Ведущий химик-исследователь корпорации «Метапласт»

Ведущий химик-исследователь корпорации «Метапласт»

Закончив МТИ, я стал искать работу на лето. Подал два или три заявления в «Белл лэбраториз», несколько раз навестил их. Билл Шокли, с которым я был знаком по лаборатории МТИ, всякий раз проводил меня по помещениям компании, мне там очень понравилось, однако работы я не получил.

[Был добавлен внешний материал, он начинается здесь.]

#[derive(Debug, Clone, Subcommand)]
enum FieldCommand {
    /// Add custom field.
    Add {
        #[command(flatten)]
        owner: OwnerOptions,

        /// Front matter name of field.
        #[arg(value_name = "name")]
        name: String,

        /// Field type: string, text, number, boolean, date, image, or tags.
        #[arg(short = 't', long = "type", value_name = "type")]
        field_type: FieldType,

        /// Human readable title. Defaults to field name.
        #[arg(long, value_name = "title")]
        title: Option<String>,

        #[arg(short, long, value_name = "text")]
        description: Option<String>,

        /// Reject documents without this field.
        #[arg(short, long)]
        required: bool,
    },

    /// Remove custom field.
    Remove {
        #[command(flatten)]
        owner: OwnerOptions,

        #[arg(value_name = "name")]
        name: String,
    },
}

#[derive(Debug, Clone, Subcommand)]
enum MetadataCommand {
    /// Regenerate metadata index from every document.
    Rebuild,
}

#[derive(Parser, Clone, Debug)]
#[command(author, about, long_about)]
struct QueryOptions {
    /// Root of local repository checkout.
    #[arg(value_name = "root")]
    pub root: PathBuf,

    #[arg(long, value_name = "slug")]
    pub collection: Option<String>,

    #[arg(long, value_name = "status")]
    pub status: Option<Status>,

    #[arg(long, value_name = "slug")]
    pub slug: Option<String>,

    /// Field equality filter, e.g., `rating=5`.
    #[arg(short, long = "where", value_name = "field=value")]
    pub filters: Vec<String>,

    /// Field to sort by.
    #[arg(long, value_name = "field")]
    pub sort: Option<String>,

    /// Sort descending instead of ascending.
    #[arg(long, requires = "sort")]
    pub desc: bool,

    #[arg(long, value_name = "count", default_value_t = 0)]
    pub skip: usize,

    #[arg(long, value_name = "count")]
    pub limit: Option<usize>,

    /// Comma separated fields to print.
    #[arg(long, value_name = "fields", value_delimiter = ',')]
    pub select: Vec<String>,
}

#[tokio::main]
async fn main() {
    let layer = fmt::layer()
        .compact()
        .with_target(false)
        .with_timer(false)
        .without_time();
    let filter = EnvFilter::try_from_default_env()
        .or_else(|_| EnvFilter::try_new("info"))
        .unwrap();
    tracing_subscriber::registry()
        .with(layer)
        .with(filter)
        .init();

    if let Err(error) = run().await {
        error!("{error:?}");
        exit(1);
    }

    exit(0)
}

async fn run() -> Result<()> {
    Cli::parse().run().await
}

fn load_config(path: Option<PathBuf>) -> Result<SiteConfig> {
    let path = match path {
        Some(path) => path,
        None => default_config_path()?,
    };
    let data = fs::read_to_string(&path)
        .with_context(|| format!("failed to read {}", path.display()))?;

    Ok(data.parse()?)
}

fn session_file(config: &SiteConfig) -> Result<SessionFile> {
    let path = match &config.session.path {
        Some(path) => path.clone(),
        None => default_session_path()?,
    };

    Ok(SessionFile::new(path))
}

fn oauth_client(config: &SiteConfig) -> Option<GitHubOAuth> {
    let client_id = config.github.client_id.as_ref()?;
    let client_secret = std::env::var(&config.github.client_secret_env).ok()?;

    Some(GitHubOAuth::new(
        reqwest::Client::new(),
        &config.github.oauth_url,
        &config.github.api_url,
        client_id,
        client_secret,
    ))
}

async fn run_login(config: &SiteConfig) -> Result<()> {
    let oauth = oauth_client(config).with_context(|| {
        format!(
            "login needs github.client_id in configuration and ${} in environment",
            config.github.client_secret_env
        )
    })?;

    let state = format!("{:x}", Utc::now().timestamp_micros());
    let url = oauth.authorize_url(&state)?;
    println!("open the following URL and authorize access:\n\n  {url}\n");
    let redirect = Text::new("URL you were redirected to").prompt()?;
    let code = authorization_code(&redirect, &state)?;

    let session = oauth.login(&code, &config.repository_ref()).await?;
    let file = session_file(config)?;
    file.save(&session)?;
    info!("session stored at {}", file.path().display());

    Ok(())
}
// SPDX-FileCopyrightText: 2025 Jason Pena <jasonpena@awkless.com>
// SPDX-License-Identifier: MIT

//! Path resolution utilities.
//!
//! Determine relevent path information for external files that need to be
//! interacted with, or managed in some way.

use std::path::PathBuf;

/// Determine default absolute path to site configuration file.
///
/// Uses `$XDG_CONFIG_HOME/oxistatic/oxistatic.toml`. Does not check if the
/// path returned actually exists.
///
/// # Errors
///
/// - Return [`NoWayHome`] if home directory path cannot be determined.
///
/// # See Also
///
/// - [XDG Base Directory](https://wiki.archlinux.org/title/XDG_Base_Directory)
pub fn default_config_path() -> Result<PathBuf> {
    dirs::config_dir()
        .map(|path| path.join("oxistatic").join("oxistatic.toml"))
        .ok_or(NoWayHome)
}

/// Determine default absolute path to session file.
///
/// Uses `$XDG_DATA_HOME/oxistatic/session.json`.
///
/// # Errors
///
/// - Return [`NoWayHome`] if home directory path cannot be determined.
pub fn default_session_path() -> Result<PathBuf> {
    dirs::data_dir()
        .map(|path| path.join("oxistatic").join("session.json"))
        .ok_or(NoWayHome)
}

/// No way to determine user's home directory.
///
/// # See Also
///
/// - [`dirs::home_dir`](https://docs.rs/dirs/latest/dirs/fn.home_dir.html)
#[derive(Clone, Debug, thiserror::Error)]
#[error("cannot determine absolute path to user's home directory")]
pub struct NoWayHome;

/// Friendly result alias :3
pub type Result<T, E = NoWayHome> = std::result::Result<T, E>;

У меня имелись письма от некоторых моих профессоров, адресованные разным компаниям. Одно, к примеру, компании «Бош и Ломб», я, мол, смогу вычерчивать для них ход лучей в линзах; другое нью-йоркской компании «Электрикал Тестинг Лабз». В то время никто толком не понимал, что такое физик, рабочих мест для физиков в промышленности не было. Инженеры это да, но физики — никто не представлял, какой от них может быть прок. Интересно, что очень скоро — после войны — все стало в точности наоборот: всем потребовались физики. Так что дело, которым я занимался — поиски работы физика в конце Депрессии, — было безнадежным.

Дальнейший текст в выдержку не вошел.